For the records below, print every one exactly, with nothing dropped.

Stored data:
>>
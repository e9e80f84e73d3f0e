use std::path::PathBuf;

use clap::Subcommand;
use ezo_client::{LocationStatus, WorkOrderFilter};

/// Parse a `key=value` pair.
pub fn parse_key_val(raw: &str) -> Result<(String, String), String> {
    raw.split_once('=')
        .filter(|(k, _)| !k.is_empty())
        .map(|(k, v)| (k.to_string(), v.to_string()))
        .ok_or_else(|| format!("expected key=value, got '{raw}'"))
}

#[derive(Clone, Debug, Subcommand)]
pub enum AssetCommands {
    /// List assets. Without --status every asset is fetched.
    List {
        #[arg(long)]
        status: Option<String>,
        /// Extra filter, repeatable (requires --status)
        #[arg(long = "param", value_parser = parse_key_val, requires = "status")]
        params: Vec<(String, String)>,
    },
    /// Full-text search.
    Search { term: String },
    /// Check-in/check-out history.
    History { id: u64 },
    /// Create an asset from a JSON payload file.
    Create {
        #[arg(long)]
        file: PathBuf,
    },
    /// Update an asset from a JSON payload file.
    Update {
        id: u64,
        #[arg(long)]
        file: PathBuf,
    },
    Delete { id: u64 },
    /// Check an asset in to a location.
    Checkin {
        id: u64,
        #[arg(long)]
        location: u64,
        #[arg(long)]
        comments: Option<String>,
    },
    /// Check an asset out to a member.
    Checkout {
        id: u64,
        #[arg(long)]
        user: u64,
        #[arg(long)]
        location: Option<u64>,
        #[arg(long)]
        comments: Option<String>,
        /// Return date, mm/dd/yyyy
        #[arg(long)]
        till: Option<String>,
    },
}

#[derive(Clone, Debug, Subcommand)]
pub enum LocationCommands {
    List {
        #[arg(long, value_parser = parse_location_status)]
        status: Option<LocationStatus>,
    },
    Show { id: u64 },
    /// Item quantities stocked at a location.
    Quantities { id: u64 },
    /// Create a location from a JSON payload file.
    Create {
        #[arg(long)]
        file: PathBuf,
    },
    /// Update a location from a JSON payload file.
    Update {
        id: u64,
        #[arg(long)]
        file: PathBuf,
    },
    Activate { id: u64 },
    Deactivate { id: u64 },
}

#[derive(Clone, Debug, Subcommand)]
pub enum WorkOrderCommands {
    /// List work orders in one state.
    List {
        #[arg(value_parser = parse_work_order_filter)]
        filter: WorkOrderFilter,
    },
    Show { id: u64 },
    Types,
    Checklists,
    /// Create a work order from a JSON payload file.
    Create {
        #[arg(long)]
        file: PathBuf,
    },
    Start { id: u64 },
    End { id: u64 },
    /// Log time against a work order.
    Log {
        id: u64,
        #[arg(long)]
        hours: f64,
        #[arg(long)]
        user: u64,
        #[arg(long)]
        description: Option<String>,
    },
    /// Link inventory to a work order from a JSON payload file.
    Link {
        id: u64,
        #[arg(long)]
        file: PathBuf,
    },
}

fn parse_location_status(raw: &str) -> Result<LocationStatus, String> {
    raw.parse().map_err(|e: ezo_client::EzoError| e.to_string())
}

fn parse_work_order_filter(raw: &str) -> Result<WorkOrderFilter, String> {
    raw.parse().map_err(|e: ezo_client::EzoError| e.to_string())
}

#[cfg(test)]
mod tests {
    use super::*;

    #[test]
    fn parse_key_val_splits_on_first_equals() {
        assert_eq!(
            parse_key_val("note=a=b").unwrap(),
            ("note".to_string(), "a=b".to_string())
        );
    }

    #[test]
    fn parse_key_val_rejects_missing_key() {
        assert!(parse_key_val("=3").is_err());
        assert!(parse_key_val("nothing").is_err());
    }
}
<<
> **THE ANSWER**:
repository e9e80f84e73d3f0e
use std::path::PathBuf;

use clap::Subcommand;
use ezo_client::{LocationStatus, WorkOrderFilter};

/// Parse a `key=value` pair.
pub fn parse_key_val(raw: &str) -> Result<(String, String), String> {
    raw.split_once('=')
        .filter(|(k, _)| !k.is_empty())
        .map(|(k, v)| (k.to_string(), v.to_string()))
        .ok_or_else(|| format!("expected key=value, got '{raw}'"))
}

#[derive(Clone, Debug, Subcommand)]
pub enum AssetCommands {
    /// List assets. Without --status every asset is fetched.
    List {
        #[arg(long)]
        status: Option<String>,
        /// Extra filter, repeatable (requires --status)
        #[arg(long = "param", value_parser = parse_key_val, requires = "status")]
        params: Vec<(String, String)>,
    },
    /// Full-text search.
    Search { term: String },
    /// Check-in/check-out history.
    History { id: u64 },
    /// Create an asset from a JSON payload file.
    Create {
        #[arg(long)]
        file: PathBuf,
    },
    /// Update an asset from a JSON payload file.
    Update {
        id: u64,
        #[arg(long)]
        file: PathBuf,
    },
    Delete { id: u64 },
    /// Check an asset in to a location.
    Checkin {
        id: u64,
        #[arg(long)]
        location: u64,
        #[arg(long)]
        comments: Option<String>,
    },
    /// Check an asset out to a member.
    Checkout {
        id: u64,
        #[arg(long)]
        user: u64,
        #[arg(long)]
        location: Option<u64>,
        #[arg(long)]
        comments: Option<String>,
        /// Return date, mm/dd/yyyy
        #[arg(long)]
        till: Option<String>,
    },
}

#[derive(Clone, Debug, Subcommand)]
pub enum LocationCommands {
    List {
        #[arg(long, value_parser = parse_location_status)]
        status: Option<LocationStatus>,
    },
    Show { id: u64 },
    /// Item quantities stocked at a location.
    Quantities { id: u64 },
    /// Create a location from a JSON payload file.
    Create {
        #[arg(long)]
        file: PathBuf,
    },
    /// Update a location from a JSON payload file.
    Update {
        id: u64,
        #[arg(long)]
        file: PathBuf,
    },
    Activate { id: u64 },
    Deactivate { id: u64 },
}

#[derive(Clone, Debug, Subcommand)]
pub enum WorkOrderCommands {
    /// List work orders in one state.
    List {
        #[arg(value_parser = parse_work_order_filter)]
        filter: WorkOrderFilter,
    },
    Show { id: u64 },
    Types,
    Checklists,
    /// Create a work order from a JSON payload file.
    Create {
        #[arg(long)]
        file: PathBuf,
    },
    Start { id: u64 },
    End { id: u64 },
    /// Log time against a work order.
    Log {
        id: u64,
        #[arg(long)]
        hours: f64,
        #[arg(long)]
        user: u64,
        #[arg(long)]
        description: Option<String>,
    },
    /// Link inventory to a work order from a JSON payload file.
    Link {
        id: u64,
        #[arg(long)]
        file: PathBuf,
    },
}

fn parse_location_status(raw: &str) -> Result<LocationStatus, String> {
    raw.parse().map_err(|e: ezo_client::EzoError| e.to_string())
}

fn parse_work_order_filter(raw: &str) -> Result<WorkOrderFilter, String> {
    raw.parse().map_err(|e: ezo_client::EzoError| e.to_string())
}

#[cfg(test)]
mod tests {
    use super::*;

    #[test]
    fn parse_key_val_splits_on_first_equals() {
        assert_eq!(
            parse_key_val("note=a=b").unwrap(),
            ("note".to_string(), "a=b".to_string())
        );
    }

    #[test]
    fn parse_key_val_rejects_missing_key() {
        assert!(parse_key_val("=3").is_err());
        assert!(parse_key_val("nothing").is_err());
    }
}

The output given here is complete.